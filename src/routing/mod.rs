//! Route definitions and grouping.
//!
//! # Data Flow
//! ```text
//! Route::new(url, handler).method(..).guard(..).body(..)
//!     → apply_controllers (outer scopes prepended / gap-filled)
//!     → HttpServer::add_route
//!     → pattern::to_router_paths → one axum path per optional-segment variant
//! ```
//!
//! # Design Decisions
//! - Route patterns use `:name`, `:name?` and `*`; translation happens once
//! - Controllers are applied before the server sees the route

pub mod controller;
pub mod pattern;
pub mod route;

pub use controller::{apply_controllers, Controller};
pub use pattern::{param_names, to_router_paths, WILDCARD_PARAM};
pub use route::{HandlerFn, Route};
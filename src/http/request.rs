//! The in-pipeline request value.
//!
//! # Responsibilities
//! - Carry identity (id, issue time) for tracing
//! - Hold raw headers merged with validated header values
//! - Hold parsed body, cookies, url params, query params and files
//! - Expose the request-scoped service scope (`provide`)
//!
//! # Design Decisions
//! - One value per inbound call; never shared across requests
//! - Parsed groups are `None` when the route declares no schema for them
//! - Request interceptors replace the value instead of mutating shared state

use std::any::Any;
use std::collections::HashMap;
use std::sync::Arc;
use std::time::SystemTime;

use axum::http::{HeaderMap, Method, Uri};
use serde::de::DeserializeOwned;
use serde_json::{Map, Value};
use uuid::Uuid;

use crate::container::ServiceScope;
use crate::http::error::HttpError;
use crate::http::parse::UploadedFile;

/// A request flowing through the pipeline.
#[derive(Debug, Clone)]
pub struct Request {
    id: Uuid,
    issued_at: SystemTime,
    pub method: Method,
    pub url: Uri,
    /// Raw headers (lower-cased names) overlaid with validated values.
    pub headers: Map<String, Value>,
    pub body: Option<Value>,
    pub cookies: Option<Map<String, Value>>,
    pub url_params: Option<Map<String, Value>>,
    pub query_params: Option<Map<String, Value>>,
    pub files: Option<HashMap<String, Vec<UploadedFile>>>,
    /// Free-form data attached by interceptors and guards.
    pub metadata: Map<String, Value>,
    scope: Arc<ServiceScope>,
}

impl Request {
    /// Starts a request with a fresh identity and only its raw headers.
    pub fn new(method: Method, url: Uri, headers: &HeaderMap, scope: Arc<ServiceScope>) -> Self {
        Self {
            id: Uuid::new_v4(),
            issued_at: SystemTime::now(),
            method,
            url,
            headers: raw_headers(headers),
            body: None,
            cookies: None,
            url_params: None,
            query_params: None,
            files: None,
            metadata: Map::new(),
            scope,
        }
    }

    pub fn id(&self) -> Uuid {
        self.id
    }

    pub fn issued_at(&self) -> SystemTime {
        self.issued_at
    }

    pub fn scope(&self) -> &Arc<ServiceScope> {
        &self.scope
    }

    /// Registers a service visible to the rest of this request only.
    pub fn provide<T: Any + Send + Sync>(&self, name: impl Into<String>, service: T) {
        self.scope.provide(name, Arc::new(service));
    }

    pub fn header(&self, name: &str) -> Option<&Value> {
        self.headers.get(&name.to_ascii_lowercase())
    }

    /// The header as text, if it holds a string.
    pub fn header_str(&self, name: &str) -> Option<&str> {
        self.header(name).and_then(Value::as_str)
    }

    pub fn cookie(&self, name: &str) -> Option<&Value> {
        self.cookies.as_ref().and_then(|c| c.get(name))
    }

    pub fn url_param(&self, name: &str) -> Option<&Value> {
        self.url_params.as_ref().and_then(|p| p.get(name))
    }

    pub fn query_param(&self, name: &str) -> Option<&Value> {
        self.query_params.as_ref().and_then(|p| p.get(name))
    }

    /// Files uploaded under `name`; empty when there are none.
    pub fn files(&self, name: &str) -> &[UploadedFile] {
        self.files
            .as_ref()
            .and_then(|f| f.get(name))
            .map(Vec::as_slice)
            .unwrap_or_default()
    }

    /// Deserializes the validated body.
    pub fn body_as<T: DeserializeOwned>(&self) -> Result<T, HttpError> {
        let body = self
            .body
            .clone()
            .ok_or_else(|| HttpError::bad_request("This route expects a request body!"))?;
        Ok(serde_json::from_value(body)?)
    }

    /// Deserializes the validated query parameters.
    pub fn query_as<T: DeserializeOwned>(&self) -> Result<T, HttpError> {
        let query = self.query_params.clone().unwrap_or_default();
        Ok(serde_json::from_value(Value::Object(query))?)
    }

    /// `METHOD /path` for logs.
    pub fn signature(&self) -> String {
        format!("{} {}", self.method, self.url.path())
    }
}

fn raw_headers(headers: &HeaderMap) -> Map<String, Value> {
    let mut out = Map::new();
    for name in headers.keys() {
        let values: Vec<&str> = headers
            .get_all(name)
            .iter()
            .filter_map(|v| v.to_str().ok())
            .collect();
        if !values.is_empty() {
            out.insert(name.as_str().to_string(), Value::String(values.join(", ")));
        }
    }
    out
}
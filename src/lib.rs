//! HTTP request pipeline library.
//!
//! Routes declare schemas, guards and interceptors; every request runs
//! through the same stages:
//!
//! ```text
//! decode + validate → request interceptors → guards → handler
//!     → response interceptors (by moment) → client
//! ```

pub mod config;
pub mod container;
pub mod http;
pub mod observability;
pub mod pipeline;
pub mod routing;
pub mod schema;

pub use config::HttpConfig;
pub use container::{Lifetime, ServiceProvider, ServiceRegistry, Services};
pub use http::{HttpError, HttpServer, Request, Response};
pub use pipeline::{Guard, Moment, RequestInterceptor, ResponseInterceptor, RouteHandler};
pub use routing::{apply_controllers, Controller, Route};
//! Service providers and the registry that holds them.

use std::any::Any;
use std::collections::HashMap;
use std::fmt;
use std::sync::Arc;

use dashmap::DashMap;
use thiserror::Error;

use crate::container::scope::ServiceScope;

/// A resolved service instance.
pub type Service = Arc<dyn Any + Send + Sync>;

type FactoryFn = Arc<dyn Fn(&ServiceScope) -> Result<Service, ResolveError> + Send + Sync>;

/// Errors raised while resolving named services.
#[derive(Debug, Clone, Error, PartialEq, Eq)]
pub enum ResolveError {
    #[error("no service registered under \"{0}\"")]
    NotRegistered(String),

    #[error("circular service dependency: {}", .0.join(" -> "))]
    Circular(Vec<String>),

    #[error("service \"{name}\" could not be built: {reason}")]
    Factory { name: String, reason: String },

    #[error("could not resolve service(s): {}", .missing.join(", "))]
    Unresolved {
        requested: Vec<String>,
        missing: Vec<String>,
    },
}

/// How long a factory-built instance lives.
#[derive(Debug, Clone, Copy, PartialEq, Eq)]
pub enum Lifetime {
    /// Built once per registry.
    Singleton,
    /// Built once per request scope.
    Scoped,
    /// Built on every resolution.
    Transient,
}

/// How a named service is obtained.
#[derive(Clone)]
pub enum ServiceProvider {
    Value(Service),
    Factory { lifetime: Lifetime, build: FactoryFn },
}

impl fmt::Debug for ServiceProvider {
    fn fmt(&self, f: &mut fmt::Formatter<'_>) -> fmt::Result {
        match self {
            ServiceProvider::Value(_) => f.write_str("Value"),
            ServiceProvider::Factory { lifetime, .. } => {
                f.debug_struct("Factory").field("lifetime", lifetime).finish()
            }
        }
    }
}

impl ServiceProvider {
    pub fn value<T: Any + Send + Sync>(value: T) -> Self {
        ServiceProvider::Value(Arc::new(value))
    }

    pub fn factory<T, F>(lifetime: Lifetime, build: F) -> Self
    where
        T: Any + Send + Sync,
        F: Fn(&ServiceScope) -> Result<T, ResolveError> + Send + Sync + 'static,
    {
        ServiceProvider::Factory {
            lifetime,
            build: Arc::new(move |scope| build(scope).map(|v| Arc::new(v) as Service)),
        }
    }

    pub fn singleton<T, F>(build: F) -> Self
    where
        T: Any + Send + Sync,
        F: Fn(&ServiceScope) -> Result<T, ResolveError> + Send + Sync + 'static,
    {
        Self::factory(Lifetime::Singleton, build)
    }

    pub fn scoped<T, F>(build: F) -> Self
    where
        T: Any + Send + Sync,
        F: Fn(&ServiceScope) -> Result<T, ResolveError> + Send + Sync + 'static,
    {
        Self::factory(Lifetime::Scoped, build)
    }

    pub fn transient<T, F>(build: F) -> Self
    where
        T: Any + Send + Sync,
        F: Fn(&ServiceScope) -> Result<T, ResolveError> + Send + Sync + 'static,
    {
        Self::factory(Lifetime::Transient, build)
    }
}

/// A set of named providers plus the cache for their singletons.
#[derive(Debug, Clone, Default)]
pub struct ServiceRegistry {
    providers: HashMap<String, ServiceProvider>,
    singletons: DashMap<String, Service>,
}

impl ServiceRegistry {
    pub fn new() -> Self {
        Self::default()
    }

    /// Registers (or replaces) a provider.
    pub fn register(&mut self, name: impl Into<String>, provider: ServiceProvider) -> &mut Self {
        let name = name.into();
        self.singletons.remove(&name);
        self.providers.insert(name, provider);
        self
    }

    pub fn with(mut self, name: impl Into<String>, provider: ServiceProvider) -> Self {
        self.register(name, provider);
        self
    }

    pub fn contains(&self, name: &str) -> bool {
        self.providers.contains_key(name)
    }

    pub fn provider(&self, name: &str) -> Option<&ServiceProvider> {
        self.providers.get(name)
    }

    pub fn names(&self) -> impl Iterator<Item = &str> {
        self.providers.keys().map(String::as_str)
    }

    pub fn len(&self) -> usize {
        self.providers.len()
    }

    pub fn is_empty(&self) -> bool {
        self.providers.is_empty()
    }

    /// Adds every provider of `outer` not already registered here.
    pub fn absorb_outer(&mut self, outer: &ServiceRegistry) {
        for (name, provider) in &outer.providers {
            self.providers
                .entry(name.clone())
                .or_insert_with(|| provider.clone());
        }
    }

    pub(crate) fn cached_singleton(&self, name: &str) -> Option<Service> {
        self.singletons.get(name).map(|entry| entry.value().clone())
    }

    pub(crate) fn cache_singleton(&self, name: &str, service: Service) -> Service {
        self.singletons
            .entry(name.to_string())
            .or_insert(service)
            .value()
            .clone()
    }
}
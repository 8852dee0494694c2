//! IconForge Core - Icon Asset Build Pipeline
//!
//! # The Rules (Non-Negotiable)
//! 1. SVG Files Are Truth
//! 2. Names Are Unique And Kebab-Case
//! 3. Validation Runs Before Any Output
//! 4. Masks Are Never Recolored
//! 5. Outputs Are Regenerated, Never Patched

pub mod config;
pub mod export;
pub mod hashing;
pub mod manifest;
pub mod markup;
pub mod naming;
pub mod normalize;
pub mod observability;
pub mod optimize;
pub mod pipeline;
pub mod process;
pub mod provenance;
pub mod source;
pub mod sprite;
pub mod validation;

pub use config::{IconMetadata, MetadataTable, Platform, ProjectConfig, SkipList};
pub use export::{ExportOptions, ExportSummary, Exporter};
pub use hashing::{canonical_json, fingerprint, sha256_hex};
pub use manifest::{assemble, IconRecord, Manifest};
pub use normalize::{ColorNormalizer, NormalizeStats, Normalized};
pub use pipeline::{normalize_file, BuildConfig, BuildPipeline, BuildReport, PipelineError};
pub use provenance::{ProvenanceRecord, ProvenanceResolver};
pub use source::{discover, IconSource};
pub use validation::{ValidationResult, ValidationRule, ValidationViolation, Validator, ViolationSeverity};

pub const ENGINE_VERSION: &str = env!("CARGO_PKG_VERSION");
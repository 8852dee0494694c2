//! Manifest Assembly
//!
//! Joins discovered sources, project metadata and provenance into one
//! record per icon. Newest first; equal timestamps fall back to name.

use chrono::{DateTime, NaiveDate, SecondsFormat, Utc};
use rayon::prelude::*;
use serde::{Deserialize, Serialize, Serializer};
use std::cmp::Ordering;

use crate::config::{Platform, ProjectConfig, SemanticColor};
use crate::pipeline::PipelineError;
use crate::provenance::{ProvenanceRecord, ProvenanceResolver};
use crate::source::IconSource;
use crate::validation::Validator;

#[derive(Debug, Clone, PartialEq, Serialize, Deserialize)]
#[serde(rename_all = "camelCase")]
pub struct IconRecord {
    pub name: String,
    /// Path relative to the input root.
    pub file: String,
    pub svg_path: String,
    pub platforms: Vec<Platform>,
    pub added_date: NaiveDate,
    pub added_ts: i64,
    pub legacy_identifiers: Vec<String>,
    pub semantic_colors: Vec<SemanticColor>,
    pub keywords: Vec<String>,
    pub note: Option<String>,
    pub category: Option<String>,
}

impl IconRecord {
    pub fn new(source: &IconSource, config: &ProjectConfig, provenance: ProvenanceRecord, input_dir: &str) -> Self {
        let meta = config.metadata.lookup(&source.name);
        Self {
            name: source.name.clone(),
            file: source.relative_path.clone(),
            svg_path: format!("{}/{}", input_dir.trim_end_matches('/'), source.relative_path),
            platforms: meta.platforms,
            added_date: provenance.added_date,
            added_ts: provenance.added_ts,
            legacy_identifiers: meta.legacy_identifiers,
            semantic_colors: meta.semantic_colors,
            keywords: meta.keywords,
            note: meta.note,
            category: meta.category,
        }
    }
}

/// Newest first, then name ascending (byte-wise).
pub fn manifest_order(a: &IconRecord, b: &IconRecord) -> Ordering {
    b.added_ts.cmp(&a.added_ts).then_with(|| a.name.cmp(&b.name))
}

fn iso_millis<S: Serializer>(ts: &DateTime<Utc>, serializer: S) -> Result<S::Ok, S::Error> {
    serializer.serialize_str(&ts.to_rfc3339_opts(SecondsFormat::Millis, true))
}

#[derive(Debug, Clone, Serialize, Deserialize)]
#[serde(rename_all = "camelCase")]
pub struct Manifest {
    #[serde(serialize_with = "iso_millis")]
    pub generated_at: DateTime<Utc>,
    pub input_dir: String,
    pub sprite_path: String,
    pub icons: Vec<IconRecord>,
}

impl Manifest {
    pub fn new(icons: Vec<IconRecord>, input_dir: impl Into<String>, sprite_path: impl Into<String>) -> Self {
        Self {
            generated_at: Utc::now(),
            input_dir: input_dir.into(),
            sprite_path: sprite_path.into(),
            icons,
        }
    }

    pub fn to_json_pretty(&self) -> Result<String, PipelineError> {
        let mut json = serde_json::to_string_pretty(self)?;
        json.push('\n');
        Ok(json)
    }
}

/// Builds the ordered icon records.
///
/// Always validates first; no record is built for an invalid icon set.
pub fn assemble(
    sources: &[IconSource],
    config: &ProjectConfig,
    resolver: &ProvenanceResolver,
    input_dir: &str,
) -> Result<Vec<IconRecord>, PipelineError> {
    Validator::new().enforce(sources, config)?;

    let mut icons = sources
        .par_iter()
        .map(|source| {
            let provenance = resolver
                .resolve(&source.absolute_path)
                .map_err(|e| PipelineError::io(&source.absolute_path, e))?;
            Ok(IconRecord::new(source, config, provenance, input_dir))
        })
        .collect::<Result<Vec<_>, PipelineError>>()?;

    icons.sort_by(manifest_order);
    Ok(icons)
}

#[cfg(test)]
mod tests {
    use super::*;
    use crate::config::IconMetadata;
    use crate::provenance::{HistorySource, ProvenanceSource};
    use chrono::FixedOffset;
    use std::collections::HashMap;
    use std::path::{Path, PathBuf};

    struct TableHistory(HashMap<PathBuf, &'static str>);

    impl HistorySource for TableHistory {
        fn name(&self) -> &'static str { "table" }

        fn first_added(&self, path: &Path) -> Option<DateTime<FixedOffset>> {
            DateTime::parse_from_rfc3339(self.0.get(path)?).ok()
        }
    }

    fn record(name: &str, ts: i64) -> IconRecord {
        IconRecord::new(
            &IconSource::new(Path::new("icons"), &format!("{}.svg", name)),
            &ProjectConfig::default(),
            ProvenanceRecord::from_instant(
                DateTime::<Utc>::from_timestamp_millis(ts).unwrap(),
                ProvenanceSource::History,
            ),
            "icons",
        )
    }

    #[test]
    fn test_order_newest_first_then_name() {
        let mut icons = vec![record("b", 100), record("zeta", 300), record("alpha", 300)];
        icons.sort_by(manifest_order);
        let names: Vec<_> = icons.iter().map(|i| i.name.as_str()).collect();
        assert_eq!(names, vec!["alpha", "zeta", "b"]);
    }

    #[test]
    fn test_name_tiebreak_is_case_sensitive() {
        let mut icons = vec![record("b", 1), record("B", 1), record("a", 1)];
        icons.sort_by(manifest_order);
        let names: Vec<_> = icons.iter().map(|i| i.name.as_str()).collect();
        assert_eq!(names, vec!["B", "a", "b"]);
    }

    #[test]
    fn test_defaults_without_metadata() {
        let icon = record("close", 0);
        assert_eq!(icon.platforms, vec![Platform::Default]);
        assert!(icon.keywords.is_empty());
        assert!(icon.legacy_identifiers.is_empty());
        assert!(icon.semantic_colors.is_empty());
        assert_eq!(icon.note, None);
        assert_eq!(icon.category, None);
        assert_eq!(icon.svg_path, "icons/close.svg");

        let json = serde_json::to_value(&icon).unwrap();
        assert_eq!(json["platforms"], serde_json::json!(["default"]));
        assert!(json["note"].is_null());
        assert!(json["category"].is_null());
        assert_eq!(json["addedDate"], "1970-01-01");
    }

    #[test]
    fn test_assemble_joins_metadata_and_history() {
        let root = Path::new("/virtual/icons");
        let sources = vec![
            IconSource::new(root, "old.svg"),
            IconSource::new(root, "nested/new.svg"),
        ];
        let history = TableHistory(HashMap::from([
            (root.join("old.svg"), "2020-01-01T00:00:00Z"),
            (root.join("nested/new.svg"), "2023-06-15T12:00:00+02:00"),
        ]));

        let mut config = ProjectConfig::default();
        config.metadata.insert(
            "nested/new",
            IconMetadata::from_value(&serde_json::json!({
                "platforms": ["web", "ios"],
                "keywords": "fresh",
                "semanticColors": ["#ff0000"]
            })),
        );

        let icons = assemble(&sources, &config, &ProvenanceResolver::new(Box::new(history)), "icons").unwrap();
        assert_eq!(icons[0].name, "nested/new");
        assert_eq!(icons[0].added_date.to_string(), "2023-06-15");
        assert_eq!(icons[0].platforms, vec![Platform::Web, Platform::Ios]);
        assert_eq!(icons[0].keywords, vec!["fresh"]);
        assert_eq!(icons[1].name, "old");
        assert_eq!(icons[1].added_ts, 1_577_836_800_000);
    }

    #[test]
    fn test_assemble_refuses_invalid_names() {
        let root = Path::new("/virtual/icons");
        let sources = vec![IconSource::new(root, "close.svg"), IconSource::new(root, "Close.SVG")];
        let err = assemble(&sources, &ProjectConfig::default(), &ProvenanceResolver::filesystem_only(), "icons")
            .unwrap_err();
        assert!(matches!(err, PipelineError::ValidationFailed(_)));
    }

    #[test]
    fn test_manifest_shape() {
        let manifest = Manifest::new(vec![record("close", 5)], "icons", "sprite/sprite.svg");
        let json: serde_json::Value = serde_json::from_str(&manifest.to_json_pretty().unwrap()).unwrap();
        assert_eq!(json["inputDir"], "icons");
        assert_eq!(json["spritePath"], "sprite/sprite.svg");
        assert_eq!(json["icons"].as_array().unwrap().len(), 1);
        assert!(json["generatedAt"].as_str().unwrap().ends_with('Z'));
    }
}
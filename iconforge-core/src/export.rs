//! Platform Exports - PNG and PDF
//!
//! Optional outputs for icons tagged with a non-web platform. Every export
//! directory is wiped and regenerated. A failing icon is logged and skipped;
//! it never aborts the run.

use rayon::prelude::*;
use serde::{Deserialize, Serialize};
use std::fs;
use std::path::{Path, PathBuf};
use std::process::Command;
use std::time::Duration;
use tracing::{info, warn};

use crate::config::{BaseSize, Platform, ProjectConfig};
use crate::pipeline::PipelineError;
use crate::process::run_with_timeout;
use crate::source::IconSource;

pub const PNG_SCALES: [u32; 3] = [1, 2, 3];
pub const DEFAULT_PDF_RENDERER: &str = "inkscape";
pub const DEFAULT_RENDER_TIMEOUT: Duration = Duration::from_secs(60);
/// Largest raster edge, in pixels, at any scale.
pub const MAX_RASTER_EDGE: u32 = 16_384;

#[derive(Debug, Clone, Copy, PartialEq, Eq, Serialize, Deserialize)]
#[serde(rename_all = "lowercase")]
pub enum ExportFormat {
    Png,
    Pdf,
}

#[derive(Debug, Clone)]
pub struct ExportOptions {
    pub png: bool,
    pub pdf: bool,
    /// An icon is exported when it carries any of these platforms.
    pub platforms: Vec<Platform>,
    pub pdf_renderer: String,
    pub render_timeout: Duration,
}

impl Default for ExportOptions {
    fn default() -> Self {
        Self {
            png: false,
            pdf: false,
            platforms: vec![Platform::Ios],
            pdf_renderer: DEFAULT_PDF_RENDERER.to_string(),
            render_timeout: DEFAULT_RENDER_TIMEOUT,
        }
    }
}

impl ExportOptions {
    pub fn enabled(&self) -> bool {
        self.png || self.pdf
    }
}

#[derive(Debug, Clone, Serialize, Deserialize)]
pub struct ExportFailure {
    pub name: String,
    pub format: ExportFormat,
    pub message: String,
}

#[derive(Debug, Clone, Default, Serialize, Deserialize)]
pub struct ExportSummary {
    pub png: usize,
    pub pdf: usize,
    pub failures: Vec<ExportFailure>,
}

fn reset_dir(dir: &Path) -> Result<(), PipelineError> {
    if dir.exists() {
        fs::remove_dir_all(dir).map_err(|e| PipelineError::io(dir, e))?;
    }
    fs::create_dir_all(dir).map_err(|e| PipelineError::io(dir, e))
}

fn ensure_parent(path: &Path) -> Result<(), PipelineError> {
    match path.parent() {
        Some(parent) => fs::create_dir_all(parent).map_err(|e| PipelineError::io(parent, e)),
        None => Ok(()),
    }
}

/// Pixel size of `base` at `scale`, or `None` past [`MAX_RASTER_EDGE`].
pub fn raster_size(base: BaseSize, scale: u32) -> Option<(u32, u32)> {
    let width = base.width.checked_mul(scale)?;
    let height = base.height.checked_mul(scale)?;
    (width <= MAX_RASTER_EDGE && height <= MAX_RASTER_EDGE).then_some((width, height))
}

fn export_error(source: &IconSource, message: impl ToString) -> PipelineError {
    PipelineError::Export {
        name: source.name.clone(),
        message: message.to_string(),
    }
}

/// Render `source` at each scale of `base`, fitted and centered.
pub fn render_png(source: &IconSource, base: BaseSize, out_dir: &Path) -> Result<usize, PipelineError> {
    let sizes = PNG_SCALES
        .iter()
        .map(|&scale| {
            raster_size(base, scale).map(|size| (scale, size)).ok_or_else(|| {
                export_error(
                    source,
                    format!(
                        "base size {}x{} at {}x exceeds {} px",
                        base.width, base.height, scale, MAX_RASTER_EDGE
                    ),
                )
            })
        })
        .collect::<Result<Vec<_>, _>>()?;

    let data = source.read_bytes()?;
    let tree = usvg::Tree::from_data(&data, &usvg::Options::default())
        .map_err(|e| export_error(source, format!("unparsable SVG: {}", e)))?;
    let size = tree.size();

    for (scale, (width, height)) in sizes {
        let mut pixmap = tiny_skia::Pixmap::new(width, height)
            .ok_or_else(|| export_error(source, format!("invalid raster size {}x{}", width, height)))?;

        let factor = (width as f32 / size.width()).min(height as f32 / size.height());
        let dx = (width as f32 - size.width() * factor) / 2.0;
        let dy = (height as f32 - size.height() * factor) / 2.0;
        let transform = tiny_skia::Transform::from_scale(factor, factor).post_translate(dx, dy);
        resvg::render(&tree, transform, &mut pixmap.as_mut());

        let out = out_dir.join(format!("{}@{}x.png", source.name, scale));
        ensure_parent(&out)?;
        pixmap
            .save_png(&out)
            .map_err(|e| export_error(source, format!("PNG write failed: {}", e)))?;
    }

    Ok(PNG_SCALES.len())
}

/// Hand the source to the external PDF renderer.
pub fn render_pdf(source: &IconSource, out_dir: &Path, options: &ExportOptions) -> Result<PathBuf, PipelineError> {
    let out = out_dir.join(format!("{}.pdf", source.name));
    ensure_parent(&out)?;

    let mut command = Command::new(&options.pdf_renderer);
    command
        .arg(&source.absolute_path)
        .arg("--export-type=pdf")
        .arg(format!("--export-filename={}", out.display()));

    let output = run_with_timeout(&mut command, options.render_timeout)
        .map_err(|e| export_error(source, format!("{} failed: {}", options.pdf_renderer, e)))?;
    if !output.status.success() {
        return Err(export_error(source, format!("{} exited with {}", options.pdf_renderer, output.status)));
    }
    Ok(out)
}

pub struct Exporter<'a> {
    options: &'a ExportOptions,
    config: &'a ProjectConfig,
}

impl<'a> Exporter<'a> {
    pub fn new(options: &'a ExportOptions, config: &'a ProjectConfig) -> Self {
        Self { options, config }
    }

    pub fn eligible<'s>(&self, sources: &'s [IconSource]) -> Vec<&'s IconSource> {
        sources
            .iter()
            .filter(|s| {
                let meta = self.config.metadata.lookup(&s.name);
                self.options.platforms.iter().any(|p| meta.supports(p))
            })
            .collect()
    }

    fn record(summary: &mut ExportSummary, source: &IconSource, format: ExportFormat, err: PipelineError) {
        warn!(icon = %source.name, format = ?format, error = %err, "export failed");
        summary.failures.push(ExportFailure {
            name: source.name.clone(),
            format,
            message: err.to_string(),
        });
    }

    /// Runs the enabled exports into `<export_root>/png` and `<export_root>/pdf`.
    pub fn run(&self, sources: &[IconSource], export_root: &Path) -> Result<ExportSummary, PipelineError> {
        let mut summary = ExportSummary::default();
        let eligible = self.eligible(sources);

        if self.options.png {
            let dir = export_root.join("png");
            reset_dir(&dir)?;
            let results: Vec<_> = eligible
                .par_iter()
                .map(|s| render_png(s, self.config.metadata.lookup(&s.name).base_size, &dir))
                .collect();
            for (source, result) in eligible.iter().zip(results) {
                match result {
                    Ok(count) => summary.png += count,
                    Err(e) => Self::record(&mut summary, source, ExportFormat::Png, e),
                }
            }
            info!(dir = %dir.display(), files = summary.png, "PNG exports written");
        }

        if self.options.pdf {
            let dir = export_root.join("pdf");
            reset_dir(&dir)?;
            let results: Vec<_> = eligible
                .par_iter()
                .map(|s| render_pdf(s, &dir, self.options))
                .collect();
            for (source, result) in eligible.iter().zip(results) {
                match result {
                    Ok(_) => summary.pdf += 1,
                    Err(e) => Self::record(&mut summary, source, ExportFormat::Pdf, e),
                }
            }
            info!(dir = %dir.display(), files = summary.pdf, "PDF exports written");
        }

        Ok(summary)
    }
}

:::

- Your instructions
Please give back the records exactly as written, beginning at the first line and including the line that holds "use crate::http::error::HttpError;" as the last.

- Completed task
filename src/routing/mod.rs
//! Route definitions and grouping.
//!
//! # Data Flow
//! ```text
//! Route::new(url, handler).method(..).guard(..).body(..)
//!     → apply_controllers (outer scopes prepended / gap-filled)
//!     → HttpServer::add_route
//!     → pattern::to_router_paths → one axum path per optional-segment variant
//! ```
//!
//! # Design Decisions
//! - Route patterns use `:name`, `:name?` and `*`; translation happens once
//! - Controllers are applied before the server sees the route

pub mod controller;
pub mod pattern;
pub mod route;

pub use controller::{apply_controllers, Controller};
pub use pattern::{param_names, to_router_paths, WILDCARD_PARAM};
pub use route::{HandlerFn, Route};
filename src/http/request.rs
//! The in-pipeline request value.
//!
//! # Responsibilities
//! - Carry identity (id, issue time) for tracing
//! - Hold raw headers merged with validated header values
//! - Hold parsed body, cookies, url params, query params and files
//! - Expose the request-scoped service scope (`provide`)
//!
//! # Design Decisions
//! - One value per inbound call; never shared across requests
//! - Parsed groups are `None` when the route declares no schema for them
//! - Request interceptors replace the value instead of mutating shared state

use std::any::Any;
use std::collections::HashMap;
use std::sync::Arc;
use std::time::SystemTime;

use axum::http::{HeaderMap, Method, Uri};
use serde::de::DeserializeOwned;
use serde_json::{Map, Value};
use uuid::Uuid;

use crate::container::ServiceScope;
use crate::http::error::HttpError;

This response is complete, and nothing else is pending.